Sample based synthesis

Sample-based synthesis is a form of audio synthesis that can be contrasted to either subtractive synthesis or additive synthesis. The principal difference with sample-based synthesis is that the seed waveforms are sampled sounds or instruments instead of fundamental waveforms such as sine and saw waves used in other types of synthesis.

Unlike analogue or FM, sample synthesizers utilize samples in place of the oscillators. These samples, rather than consisting of whole instrument sounds, also contain samples of various stages of a real instrument along with the sounds produced by normal oscillators. For instance a typical sample-based synthesiser may contain five different samples of the attack stage of a piano, along with a sample of the decay, sustain and release portions of the sound. This means that it is possible to mix the attack of one sound with the release of another to produce a complex timbre.

Commonly, up to four of these individual 'tones' can be mixed together to produce a timbre and each of these individual tones can have access to numerous modifiers including LFOs, filters and envelopes. This obviously opens up a whole host of possibilities not only for emulating real instruments, but also for creating complex sounds. this method of synthesis has become the de facto standard for any synthesizer producing realistic instruments. By combining both samples of real-world sounds with all the editing features and functionality of analogue synthesisers, they can offer a huge scope for creating both realistic and synthesized sounds.

Granular Synthesis

One final form of synthesizer that has started to make an appearance with the evolution of technology is the granular synthesizer it is rare to see a granular synthesizer employed in hardware synthesizers due to it's complexity, but software synthesizers are being developed for the public market that utilize it. Essentially, it works by building up sounds from a series of short segments of sounds called 'grains'. This is best compared to the way that a film projector operates, where a series of still images, each slightly different from the last, are played sequentially at a rate of around 25 pictures per second, fooling the eyes and brain into believing there is a smooth continual movement.

A granular synthesizer operates in the same manner with tiny fragments of sound rather than still images. By joining a number of these grains together, an overall tone is produced that develops over a period of time. To do this, each grain must be less than 30 ms in length as, generally speaking, the human ear is unable to determine a single sound if they are less than 30-50 ms apart. This also means that a certain amount of control has to be offered over each grain.

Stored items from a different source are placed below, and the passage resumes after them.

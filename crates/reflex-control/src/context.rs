// Copyright 2025 eraflo
//
// Licensed under the Apache License, Version 2.0 (the "License");
// you may not use this file except in compliance with the License.
// You may obtain a copy of the License at
//
//     http://www.apache.org/licenses/LICENSE-2.0
//
// Unless required by applicable law or agreed to in writing, software
// distributed under the License is distributed on an "AS IS" BASIS,
// WITHOUT WARRANTIES OR CONDITIONS OF ANY KIND, either express or implied.
// See the License for the specific language governing permissions and
// limitations under the License.

//! Device context observed by the performance monitor.

use reflex_core::control::Profile;
use reflex_core::platform::{DeviceCapabilities, ThermalState};

/// The device-level state that drives profile selection.
#[derive(Debug, Clone, Copy, PartialEq)]
pub struct DeviceContext {
    /// Static description of the device.
    pub capabilities: DeviceCapabilities,
    /// Last reported thermal state.
    pub thermal: ThermalState,
    /// Whether the OS low-power mode is on.
    pub low_power: bool,
    /// The active profile.
    pub profile: Profile,
}

impl DeviceContext {
    /// Creates a context whose profile is chosen from the device's capabilities.
    pub fn new(capabilities: DeviceCapabilities) -> Self {
        Self {
            capabilities,
            thermal: ThermalState::Nominal,
            low_power: false,
            profile: capabilities.initial_profile(),
        }
    }

    /// Records a thermal change and returns the profile it forced, if any.
    ///
    /// Downgrades are one-directional: a cooler device never upgrades the profile.
    ///
    /// | Thermal | Profile floor |
    /// |---|---|
    /// | nominal, fair | none |
    /// | serious | balanced |
    /// | critical | efficiency |
    pub fn apply_thermal(&mut self, state: ThermalState) -> Option<Profile> {
        self.thermal = state;
        let floor = match state {
            ThermalState::Critical => Profile::Efficiency,
            ThermalState::Serious => Profile::Balanced,
            ThermalState::Nominal | ThermalState::Fair => return None,
        };
        self.downgrade_to(floor)
    }

    /// Records a low-power mode change and returns the profile it forced, if any.
    pub fn apply_low_power(&mut self, enabled: bool) -> Option<Profile> {
        self.low_power = enabled;
        if enabled {
            self.downgrade_to(Profile::Efficiency)
        } else {
            None
        }
    }

    /// The highest refresh rate the display supports, in Hz.
    pub fn max_refresh_rate(&self) -> f64 {
        f64::from(self.capabilities.max_refresh_rate)
    }

    fn downgrade_to(&mut self, floor: Profile) -> Option<Profile> {
        if floor.is_more_conservative_than(self.profile) {
            self.profile = floor;
            Some(floor)
        } else {
            None
        }
    }
}

impl Default for DeviceContext {
    fn default() -> Self {
        Self::new(DeviceCapabilities::default())
    }
}

#[cfg(test)]
mod tests {
    use super::*;
    use reflex_core::platform::DeviceTier;

    fn flagship() -> DeviceContext {
        DeviceContext::new(DeviceCapabilities {
            max_refresh_rate: 120,
            tier: DeviceTier::High,
        })
    }

    #[test]
    fn test_initial_profile_from_device() {
        assert_eq!(flagship().profile, Profile::Performance);
        assert_eq!(DeviceContext::default().profile, Profile::Balanced);
    }

    #[test]
    fn test_serious_thermal_downgrades_to_balanced() {
        let mut ctx = flagship();
        assert_eq!(ctx.apply_thermal(ThermalState::Serious), Some(Profile::Balanced));
        assert_eq!(ctx.profile, Profile::Balanced);
    }

    #[test]
    fn test_critical_thermal_downgrades_to_efficiency() {
        let mut ctx = flagship();
        assert_eq!(
            ctx.apply_thermal(ThermalState::Critical),
            Some(Profile::Efficiency)
        );
        assert_eq!(ctx.thermal, ThermalState::Critical);
    }

    #[test]
    fn test_serious_never_raises_an_efficiency_profile() {
        let mut ctx = flagship();
        ctx.apply_low_power(true);
        assert_eq!(ctx.apply_thermal(ThermalState::Serious), None);
        assert_eq!(ctx.profile, Profile::Efficiency);
    }

    #[test]
    fn test_cooling_down_does_not_upgrade() {
        let mut ctx = flagship();
        ctx.apply_thermal(ThermalState::Critical);
        assert_eq!(ctx.apply_thermal(ThermalState::Nominal), None);
        assert_eq!(ctx.profile, Profile::Efficiency);
    }

    #[test]
    fn test_low_power_toggle() {
        let mut ctx = flagship();
        assert_eq!(ctx.apply_low_power(true), Some(Profile::Efficiency));
        assert_eq!(ctx.apply_low_power(false), None);
        assert!(!ctx.low_power);
        assert_eq!(ctx.profile, Profile::Efficiency);
    }
}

In any one sound there can be anything from 200 to 1000 grains, which is the main reason why this form of synthesizer appeals mostly in the form of software. Typically, a granular synthesizer will offer most, but not necessarily all, of the following five parameters.

• Grain length: This can be used to alter the length of each individual grain. As previously mentioned, the human ear can differentiate between two grains if they are more than 30-50 ms apart, but many granular synthesisers usually go above this range, covering 20-100 ms. By setting this length to a higher value, it's possible to create a pulsing effect.

• Density: This is the percentage of grains that are created by the synthesizer. Generally, it can be said that the more grains created, the more complex a sound will be, a factor that is also dependent on the grains shape.

• Grain shape: Commonly, this offers a number between 0 and 200 and represents the curve of the envelopes. Grains are normally enveloped so that they start and finish at zero amplitude, helping the invidigual grains mix together coherently to produce the overall sound. By setting a longer envelope (a higher number) two individual grains will mix together, which can create too many harmonics and often result in the sound exhibiting lots of clicks as it fades from one grain to the other.

• Grain pan: This is used to specify the location within the stereo image where each grain is created. This is particularly useful for creating timbres that inhabit both speakers

• Spacing: This is used to alter the period of time between each grain. If the time is set to a negative value, the preceding grain will continue through the next created grain; however, if this space is less than 30 ms, the gap will be inaudible.

The sound produced with granular synthesizers depends on the synthesizer in question. Usually, the grains consist of single frequencies with specific waveforms or occasionally they are formed from segments of samples or noise that have been filtered with a bandpass filter. Thus, the constant change of grains can produce sounds that are both bright and incredibly complex, resulting in a timbre that's best described as glistening. After creating this sound by combing the grains, the whole sound can be shaped by using envelopes, filters and LFOs.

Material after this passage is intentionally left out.